Les ministériaux des seigneuries ecclésiastiques, notamment du Fraumünster et du Grossmünster à Zurich ou des couvents de Saint-Gall et de Lucerne, servaient d'intermédiaires entre les sujets de l'abbaye et l'abbé ou l'abbesse. Ils disposaient d'une grande autonomie dans l'exercice de leur fonction, qui consistait, par exemple pour les Meier du Fraumünster à Uri, à encaisser les cens et les dîmes (qui leur avaient été donnés à bail), tout en assumant des tâches de police et de justice. A Uri, ces charges, créées après le milieu du XIIIe s., permirent à quelques ministériaux de s'élever politiquement et socialement. Les Meier saint-gallois appartenaient dès 1050 déjà à la classe des chevaliers; ils déléguaient leurs tâches foncières aux cellériers. Mais c'est surtout la participation au service militaire, donnant accès à la chevalerie, auparavant réservée à la noblesse, qui accéléra la mutation sociale des ministériaux. Au XIIe s., ceux-ci étaient déjà souvent chevaliers. Ils avaient, du moins la frange supérieure d'entre eux, commencé à acquérir de vrais fiefs vassaliques à côté des domaines qu'ils administraient. Un rôle moteur revint aux ministériaux des empereurs de la dynastie salique et de celle des Hohenstaufen. La transmission héréditaire de leur statut et leur intégration dans la féodalité firent des ministériaux un groupe lié par la naissance et ayant ses propres règles juridiques. A ce moment-là, la ministérialité se présente comme une construction sociale hétérogène et stratifiée dans laquelle se sont probablement aussi introduits isolément des hommes libres.
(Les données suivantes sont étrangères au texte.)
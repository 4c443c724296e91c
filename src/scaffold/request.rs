//! The immutable description of one `init` invocation

use std::path::PathBuf;

use crate::error::SetupError;
use crate::scaffold::templates::names;
use crate::utils::tools::FALLBACK_GO_VERSION;

/// Profile applied when none is requested; it is never copied on its own
pub const DEFAULT_PROFILE: &str = "default";

/// `--module-path` value meaning "no module path given"
pub const DEFAULT_MODULE_PATH: &str = ".";

/// Module path written to go.mod when none is given
pub const MODULE_PLACEHOLDER: &str = "example.com/project";

/// License requested for the LICENSE file
#[derive(Debug, Clone, PartialEq, Eq)]
pub enum LicenseChoice {
    Mit,
    Apache,
    /// Anything else; reported when the bare structure is planned
    Unsupported(String),
}

impl LicenseChoice {
    /// Parse a `--license` value, case-insensitively
    pub fn parse(value: &str) -> Self {
        match value.trim().to_ascii_lowercase().as_str() {
            "mit" => LicenseChoice::Mit,
            "apache" => LicenseChoice::Apache,
            _ => LicenseChoice::Unsupported(value.to_string()),
        }
    }

    /// Template holding the license text
    pub fn template(&self) -> Result<&'static str, SetupError> {
        match self {
            LicenseChoice::Mit => Ok(names::LICENSE_MIT),
            LicenseChoice::Apache => Ok(names::LICENSE_APACHE),
            LicenseChoice::Unsupported(value) => Err(SetupError::InvalidLicense {
                value: value.clone(),
            }),
        }
    }
}

/// Groups of directories and files that make up a layout
#[derive(Debug, Clone, Copy, PartialEq, Eq)]
pub enum StructureSet {
    /// Minimal layout every project gets
    Bare,
    /// Container and CI descriptors
    Ops,
    /// Remaining directories of the full layout
    Remainder,
}

/// Everything `init` needs, resolved once from flags and config
#[derive(Debug, Clone)]
pub struct ScaffoldRequest {
    /// Existing directory to initialize
    pub location: PathBuf,
    /// Free text "Name email"
    pub author: String,
    /// `.` when not given
    pub module_path: String,
    pub license: LicenseChoice,
    /// Ordered, without duplicates
    pub profiles: Vec<String>,
    /// `major.minor` for the `go` directive
    pub go_version: String,
    pub full: bool,
    pub ops: bool,
    /// Only set up the profiles directory
    pub config_only: bool,
}

impl ScaffoldRequest {
    /// A bare-mode request with default options
    pub fn new(location: impl Into<PathBuf>) -> Self {
        Self {
            location: location.into(),
            author: String::new(),
            module_path: DEFAULT_MODULE_PATH.to_string(),
            license: LicenseChoice::Mit,
            profiles: vec![DEFAULT_PROFILE.to_string()],
            go_version: FALLBACK_GO_VERSION.to_string(),
            full: false,
            ops: false,
            config_only: false,
        }
    }

    /// Whether any profile other than the implicit default was asked for
    pub fn wants_profiles(&self) -> bool {
        self.profiles.len() > 1
            || self
                .profiles
                .first()
                .is_some_and(|p| p != DEFAULT_PROFILE)
    }

    /// Structure sets to apply, in order
    ///
    /// Bare always runs. `--full` and `--ops` both enable Ops, which still
    /// runs once when both are given.
    pub fn structure_sets(&self) -> Vec<StructureSet> {
        let mut sets = vec![StructureSet::Bare];
        if self.full || self.ops {
            sets.push(StructureSet::Ops);
        }
        if self.full {
            sets.push(StructureSet::Remainder);
        }
        sets
    }

    /// Module path for go.mod
    pub fn module_name(&self) -> &str {
        if self.module_path == DEFAULT_MODULE_PATH {
            MODULE_PLACEHOLDER
        } else {
            &self.module_path
        }
    }
}

/// Deduplicate profile names while keeping first-seen order
pub fn dedup_profiles<I, S>(profiles: I) -> Vec<String>
where
    I: IntoIterator<Item = S>,
    S: Into<String>,
{
    let mut seen = Vec::new();
    for profile in profiles {
        let profile = profile.into();
        if !seen.contains(&profile) {
            seen.push(profile);
        }
    }
    seen
}
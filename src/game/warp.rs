use tracing::{info, warn};

use crate::game::player::Player;
use crate::game::star_system::{CENTER_X, CENTER_Y};
use crate::game::universe::Universe;
use crate::protocol::{Direction, GridCoord};

/// Distance past the exit gate the ship reappears, clear of its trigger radius.
pub const EXIT_OFFSET: f32 = 50.0;
pub const EXIT_SPEED: f32 = 50.0;

/// Moves the player into `destination` after entering a gate facing
/// `entry_direction`.
///
/// The ship appears just outside the destination's opposite gate, offset
/// along its current heading, keeps that heading and leaves at
/// `EXIT_SPEED`. Without a reciprocal gate it is parked at the system
/// centre at rest. Returns `false` if `destination` does not exist.
pub fn warp_to_system(
    universe: &mut Universe,
    player: &mut Player,
    destination: GridCoord,
    entry_direction: Direction,
) -> bool {
    let Some(system) = universe.get_system_mut(destination) else {
        warn!("Warp target {:?} does not exist", destination);
        return false;
    };

    player.current_system = destination;
    let angle = player.angle;

    match system.gate(entry_direction.opposite()) {
        Some(exit) => {
            player.x = exit.x + angle.cos() * EXIT_OFFSET;
            player.y = exit.y + angle.sin() * EXIT_OFFSET;
            player.vx = angle.cos() * EXIT_SPEED;
            player.vy = angle.sin() * EXIT_SPEED;
        }
        None => {
            warn!(
                "{} has no {:?} gate, placing ship at centre",
                system.name,
                entry_direction.opposite()
            );
            player.x = CENTER_X;
            player.y = CENTER_Y;
            player.vx = 0.0;
            player.vy = 0.0;
        }
    }

    let first_visit = !system.explored;
    system.explored = true;
    info!(
        "Warped to {} {:?}{}",
        system.name,
        destination,
        if first_visit { " (new system)" } else { "" }
    );
    true
}
pub mod collision;
pub mod economy;
pub mod names;
pub mod player;
pub mod session;
pub mod star_system;
pub mod universe;
pub mod upgrades;
pub mod warp;
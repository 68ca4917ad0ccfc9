use std::f32::consts::TAU;

use hecs::World;
use rand::Rng;

use crate::ai::enemy_ai::{enemy_ai_system, FireOrder};
use crate::ecs::components::{Asteroid, CelestialBody, EnemyAi, EnemyShip, Health, Position};
use crate::ecs::systems::movement::drift_system;
use crate::ecs::world::{spawn_asteroid, spawn_celestial_body, spawn_enemy};
use crate::game::collision::{angle_difference, distance};
use crate::game::names;
use crate::protocol::{
    AsteroidKind, BodyKind, Direction, EnemyKind, EnemySnapshot, Faction, GridCoord, PlanetKind,
    StationKind, SystemSnapshot, SystemType,
};

/// Local-space centre of every system; the main body sits here.
pub const CENTER_X: f32 = 512.0;
pub const CENTER_Y: f32 = 384.0;

pub const GATE_DISTANCE: f32 = 1200.0;
/// The player enters a gate when closer than this to its centre.
pub const GATE_TRIGGER_RADIUS: f32 = 20.0;

/// Asteroids keep this far (radians) from any gate lane.
const GATE_LANE_HALF_WIDTH: f32 = 0.5;

/// Galaxy-map position of a grid cell.
pub fn map_position(coord: GridCoord) -> (f32, f32) {
    (100.0 + coord.x as f32 * 80.0, 100.0 + coord.y as f32 * 80.0)
}

// ── Warp gates ───────────────────────────────────────────────────────

#[derive(Debug, Clone)]
pub struct WarpGate {
    pub x: f32,
    pub y: f32,
    pub direction: Direction,
    /// Set once, after every system in the universe exists.
    pub destination: Option<GridCoord>,
    pub active: bool,
}

impl WarpGate {
    pub fn new(direction: Direction) -> Self {
        let (dx, dy) = direction.unit_vector();
        Self {
            x: CENTER_X + dx * GATE_DISTANCE,
            y: CENTER_Y + dy * GATE_DISTANCE,
            direction,
            destination: None,
            active: true,
        }
    }

    pub fn check_collision(&self, x: f32, y: f32) -> bool {
        distance(self.x, self.y, x, y) < GATE_TRIGGER_RADIUS
    }

    /// Angle of the lane from the system centre out to this gate.
    pub fn lane_angle(&self) -> f32 {
        (self.y - CENTER_Y).atan2(self.x - CENTER_X)
    }
}

// ── Star system ──────────────────────────────────────────────────────

pub struct StarSystem {
    pub coord: GridCoord,
    pub map_position: (f32, f32),
    pub name: String,
    pub system_type: SystemType,
    pub faction: Faction,
    pub tech_level: u8,
    pub danger_level: u8,
    pub explored: bool,
    pub world: World,
    pub warp_gates: Vec<WarpGate>,
    pub main_body: Option<hecs::Entity>,
}

impl StarSystem {
    /// An empty system with fixed attributes: no body, gates or ships.
    pub fn bare(
        coord: GridCoord,
        name: &str,
        system_type: SystemType,
        faction: Faction,
        tech_level: u8,
        danger_level: u8,
    ) -> Self {
        Self {
            coord,
            map_position: map_position(coord),
            name: name.to_string(),
            system_type,
            faction,
            tech_level,
            danger_level,
            explored: false,
            world: World::new(),
            warp_gates: Vec::new(),
            main_body: None,
        }
    }

    /// Rolls a new system at `coord` in a `width` x `height` galaxy and
    /// populates it. Gates are placed toward every in-grid neighbour but stay
    /// unlinked until `connect_warp_gates`.
    pub fn generate<R: Rng>(
        coord: GridCoord,
        width: i32,
        height: i32,
        asteroid_attempts: u32,
        rng: &mut R,
    ) -> Self {
        let name = names::system_name(rng);
        let system_type = SystemType::ALL[rng.gen_range(0..SystemType::ALL.len())];
        let faction = Faction::ALL[rng.gen_range(0..Faction::ALL.len())];
        let tech_level = rng.gen_range(1..=10);
        let danger_level = rng.gen_range(1..=10);

        let mut system = Self::bare(coord, &name, system_type, faction, tech_level, danger_level);
        system.spawn_main_body(rng);
        system.place_gates(width, height);
        system.spawn_asteroids(asteroid_attempts, rng);
        system.spawn_enemies(rng);
        system
    }

    fn spawn_main_body<R: Rng>(&mut self, rng: &mut R) {
        let kind = if rng.gen_bool(0.7) {
            BodyKind::Planet(PlanetKind::ALL[rng.gen_range(0..PlanetKind::ALL.len())])
        } else {
            BodyKind::Station(StationKind::ALL[rng.gen_range(0..StationKind::ALL.len())])
        };
        let entity = spawn_celestial_body(
            &mut self.world,
            CENTER_X,
            CENTER_Y,
            kind,
            &self.name,
            self.tech_level,
            rng,
        );
        self.main_body = Some(entity);
    }

    fn place_gates(&mut self, width: i32, height: i32) {
        for direction in Direction::ALL {
            let neighbour = self.coord.step(direction);
            if (0..width).contains(&neighbour.x) && (0..height).contains(&neighbour.y) {
                self.warp_gates.push(WarpGate::new(direction));
            }
        }
    }

    fn near_gate_lane(&self, angle: f32) -> bool {
        self.warp_gates
            .iter()
            .any(|gate| angle_difference(gate.lane_angle(), angle).abs() < GATE_LANE_HALF_WIDTH)
    }

    /// Scatters 5-20 asteroids in a ring around the centre, keeping the gate
    /// lanes clear. After `max_attempts` rejected angles the last candidate is
    /// used as is.
    fn spawn_asteroids<R: Rng>(&mut self, max_attempts: u32, rng: &mut R) {
        let count = rng.gen_range(5..=20);
        for _ in 0..count {
            let mut angle = rng.gen_range(0.0..TAU);
            let mut radius = rng.gen_range(100.0..350.0);
            let mut attempts = 1;
            while self.near_gate_lane(angle) && attempts < max_attempts {
                angle = rng.gen_range(0.0..TAU);
                radius = rng.gen_range(100.0..350.0);
                attempts += 1;
            }

            let kind = AsteroidKind::ALL[rng.gen_range(0..AsteroidKind::ALL.len())];
            spawn_asteroid(
                &mut self.world,
                CENTER_X + angle.cos() * radius,
                CENTER_Y + angle.sin() * radius,
                kind,
                rng,
            );
        }
    }

    fn spawn_enemies<R: Rng>(&mut self, rng: &mut R) {
        let count = rng.gen_range(0..=self.danger_level / 2);
        for _ in 0..count {
            let angle = rng.gen_range(0.0..TAU);
            let radius = rng.gen_range(150.0..350.0);
            let kind = EnemyKind::ALL[rng.gen_range(0..EnemyKind::ALL.len())];
            let level = rng.gen_range(1..=self.danger_level);
            spawn_enemy(
                &mut self.world,
                CENTER_X + angle.cos() * radius,
                CENTER_Y + angle.sin() * radius,
                kind,
                level,
                rng,
            );
        }
    }

    // ── Topology ─────────────────────────────────────────────────────

    /// Points each gate at the neighbouring coordinate in its direction,
    /// provided `exists` reports a system there.
    pub fn connect_warp_gates(&mut self, exists: impl Fn(GridCoord) -> bool) {
        let coord = self.coord;
        for gate in &mut self.warp_gates {
            let neighbour = coord.step(gate.direction);
            gate.destination = exists(neighbour).then_some(neighbour);
        }
    }

    pub fn gate(&self, direction: Direction) -> Option<&WarpGate> {
        self.warp_gates.iter().find(|g| g.direction == direction)
    }

    /// The first active, linked gate the point `(x, y)` is inside.
    pub fn check_gate_collision(&self, x: f32, y: f32) -> Option<&WarpGate> {
        self.warp_gates
            .iter()
            .find(|g| g.active && g.destination.is_some() && g.check_collision(x, y))
    }

    // ── Simulation ───────────────────────────────────────────────────

    /// Advances drift, spin and enemy AI. Returns the shots enemies want fired.
    pub fn update<R: Rng>(
        &mut self,
        delta_time: f32,
        player: Option<(f32, f32)>,
        rng: &mut R,
    ) -> Vec<FireOrder> {
        drift_system(&mut self.world, delta_time);
        enemy_ai_system(&mut self.world, player, delta_time, rng)
    }

    // ── Queries ──────────────────────────────────────────────────────

    pub fn main_body_kind(&self) -> Option<BodyKind> {
        let entity = self.main_body?;
        let body = self.world.get::<&CelestialBody>(entity).ok()?;
        Some(body.kind)
    }

    pub fn asteroid_count(&self) -> usize {
        self.world.query::<&Asteroid>().iter().count()
    }

    pub fn enemy_count(&self) -> usize {
        self.world.query::<&EnemyShip>().iter().count()
    }

    pub fn enemies(&self) -> Vec<EnemySnapshot> {
        self.world
            .query::<(&EnemyShip, &EnemyAi, &Position, &Health)>()
            .iter()
            .map(|(_e, (ship, ai, pos, health))| EnemySnapshot {
                kind: ship.kind,
                level: ship.level,
                state: ai.state,
                x: pos.x,
                y: pos.y,
                health_pct: if health.max > 0.0 {
                    health.current / health.max
                } else {
                    0.0
                },
            })
            .collect()
    }

    pub fn snapshot(&self) -> SystemSnapshot {
        SystemSnapshot {
            coord: self.coord,
            name: self.name.clone(),
            system_type: self.system_type,
            faction: self.faction,
            tech_level: self.tech_level,
            danger_level: self.danger_level,
            explored: self.explored,
            main_body: self.main_body_kind(),
            gates: self
                .warp_gates
                .iter()
                .map(|g| (g.direction, g.destination))
                .collect(),
            asteroid_count: self.asteroid_count(),
            enemies: self.enemies(),
        }
    }
}

#[cfg(test)]
mod tests {
    use super::*;
    use crate::ecs::components::Collider;
    use rand::rngs::StdRng;
    use rand::SeedableRng;

    fn generate(coord: GridCoord, seed: u64) -> StarSystem {
        let mut rng = StdRng::seed_from_u64(seed);
        StarSystem::generate(coord, 10, 10, 64, &mut rng)
    }

    #[test]
    fn attributes_are_in_range() {
        for seed in 0..30 {
            let system = generate(GridCoord::new(4, 4), seed);
            assert!((1..=10).contains(&system.tech_level));
            assert!((1..=10).contains(&system.danger_level));
            assert!(!system.explored);
            assert_eq!(system.map_position, (420.0, 420.0));
        }
    }

    #[test]
    fn gate_count_follows_grid_position() {
        assert_eq!(generate(GridCoord::new(0, 0), 1).warp_gates.len(), 2);
        assert_eq!(generate(GridCoord::new(9, 9), 2).warp_gates.len(), 2);
        assert_eq!(generate(GridCoord::new(0, 5), 3).warp_gates.len(), 3);
        assert_eq!(generate(GridCoord::new(5, 5), 4).warp_gates.len(), 4);
    }

    #[test]
    fn gates_start_unlinked() {
        let system = generate(GridCoord::new(5, 5), 5);
        assert!(system.warp_gates.iter().all(|g| g.destination.is_none()));
        assert!(system.check_gate_collision(CENTER_X, CENTER_Y - GATE_DISTANCE).is_none());
    }

    #[test]
    fn gates_sit_on_the_compass_points() {
        let system = generate(GridCoord::new(5, 5), 6);
        let north = system.gate(Direction::North).unwrap();
        assert_eq!((north.x, north.y), (CENTER_X, CENTER_Y - GATE_DISTANCE));
        let west = system.gate(Direction::West).unwrap();
        assert_eq!((west.x, west.y), (CENTER_X - GATE_DISTANCE, CENTER_Y));
    }

    #[test]
    fn main_body_is_tradable_at_centre() {
        for seed in 0..10 {
            let system = generate(GridCoord::new(2, 3), seed);
            let entity = system.main_body.unwrap();
            let body = system.world.get::<&CelestialBody>(entity).unwrap();
            assert!(body.can_trade);
            assert_eq!(body.name, system.name);
            let pos = system.world.get::<&Position>(entity).unwrap();
            assert_eq!((pos.x, pos.y), (CENTER_X, CENTER_Y));
        }
    }

    #[test]
    fn asteroids_avoid_gate_lanes() {
        for seed in 0..20 {
            let system = generate(GridCoord::new(5, 5), seed);
            let count = system.asteroid_count();
            assert!((5..=20).contains(&count));

            for (_e, (_a, pos, col)) in system
                .world
                .query::<(&Asteroid, &Position, &Collider)>()
                .iter()
            {
                let r = distance(pos.x, pos.y, CENTER_X, CENTER_Y);
                assert!((99.9..=350.1).contains(&r), "radius {}", r);
                assert!((5.0..=20.0).contains(&col.radius));
                let angle = (pos.y - CENTER_Y).atan2(pos.x - CENTER_X);
                for gate in &system.warp_gates {
                    let gap = angle_difference(gate.lane_angle(), angle).abs();
                    assert!(gap > 0.49, "asteroid {} rad from {:?} lane", gap, gate.direction);
                }
            }
        }
    }

    #[test]
    fn placement_terminates_when_every_angle_is_blocked() {
        let mut system = StarSystem::bare(
            GridCoord::new(1, 1),
            "Crowded",
            SystemType::Mining,
            Faction::Independent,
            3,
            1,
        );
        // Sixteen lanes at PI/8 spacing leave no clear angle.
        for i in 0..16 {
            let mut gate = WarpGate::new(Direction::North);
            let angle = i as f32 * TAU / 16.0;
            gate.x = CENTER_X + angle.cos() * GATE_DISTANCE;
            gate.y = CENTER_Y + angle.sin() * GATE_DISTANCE;
            system.warp_gates.push(gate);
        }
        let mut rng = StdRng::seed_from_u64(9);
        system.spawn_asteroids(8, &mut rng);
        assert!((5..=20).contains(&system.asteroid_count()));
    }

    #[test]
    fn enemy_count_is_bounded_by_danger() {
        for seed in 0..30 {
            let system = generate(GridCoord::new(3, 3), seed);
            assert!(system.enemy_count() <= (system.danger_level / 2) as usize);
            for enemy in system.enemies() {
                assert!(enemy.level >= 1 && enemy.level <= system.danger_level);
                assert_eq!(enemy.health_pct, 1.0);
            }
        }
    }

    #[test]
    fn connect_only_links_existing_neighbours() {
        let mut system = generate(GridCoord::new(5, 5), 7);
        system.connect_warp_gates(|c| c.y != 4);
        assert_eq!(system.gate(Direction::North).unwrap().destination, None);
        assert_eq!(
            system.gate(Direction::East).unwrap().destination,
            Some(GridCoord::new(6, 5))
        );
    }

    #[test]
    fn snapshot_reports_contents() {
        let mut system = generate(GridCoord::new(0, 0), 8);
        system.connect_warp_gates(|_| true);
        let snap = system.snapshot();
        assert_eq!(snap.name, system.name);
        assert_eq!(snap.gates.len(), 2);
        assert!(snap.gates.iter().all(|(_, dest)| dest.is_some()));
        assert!(snap.main_body.is_some());
        assert_eq!(snap.asteroid_count, system.asteroid_count());
        let json = serde_json::to_string(&snap).unwrap();
        assert!(json.contains("\"coord\""));
    }
}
Sur le territoire de la Suisse, des ministériaux au service des grands dynastes apparurent pour la première fois peu avant 1200; on les trouve dans la suite des ducs de Zähringen, des familles de la haute noblesse comme les comtes de Neuchâtel ou, après 1220, chez les Kibourg, les Habsbourg, les Frobourg, les Rapperswil et les Toggenbourg ou les seigneurs de Regensberg. On est frappé de constater chez les ministériaux des Kibourg une dépendance très faible envers leur seigneur: elle peut s'expliquer par l'origine hétéroclite des possessions kibourgeoises, héritées des Lenzbourg et des Zähringen, et sans doute tout autant par l'incapacité de cette famille à s'imposer politiquement. Vers le milieu du XIVe s., on ne peut plus parler de ministériaux indépendants en Allemagne du Sud et en Suisse; ils s'étaient fondus dans la classe dirigeante que formait la chevalerie.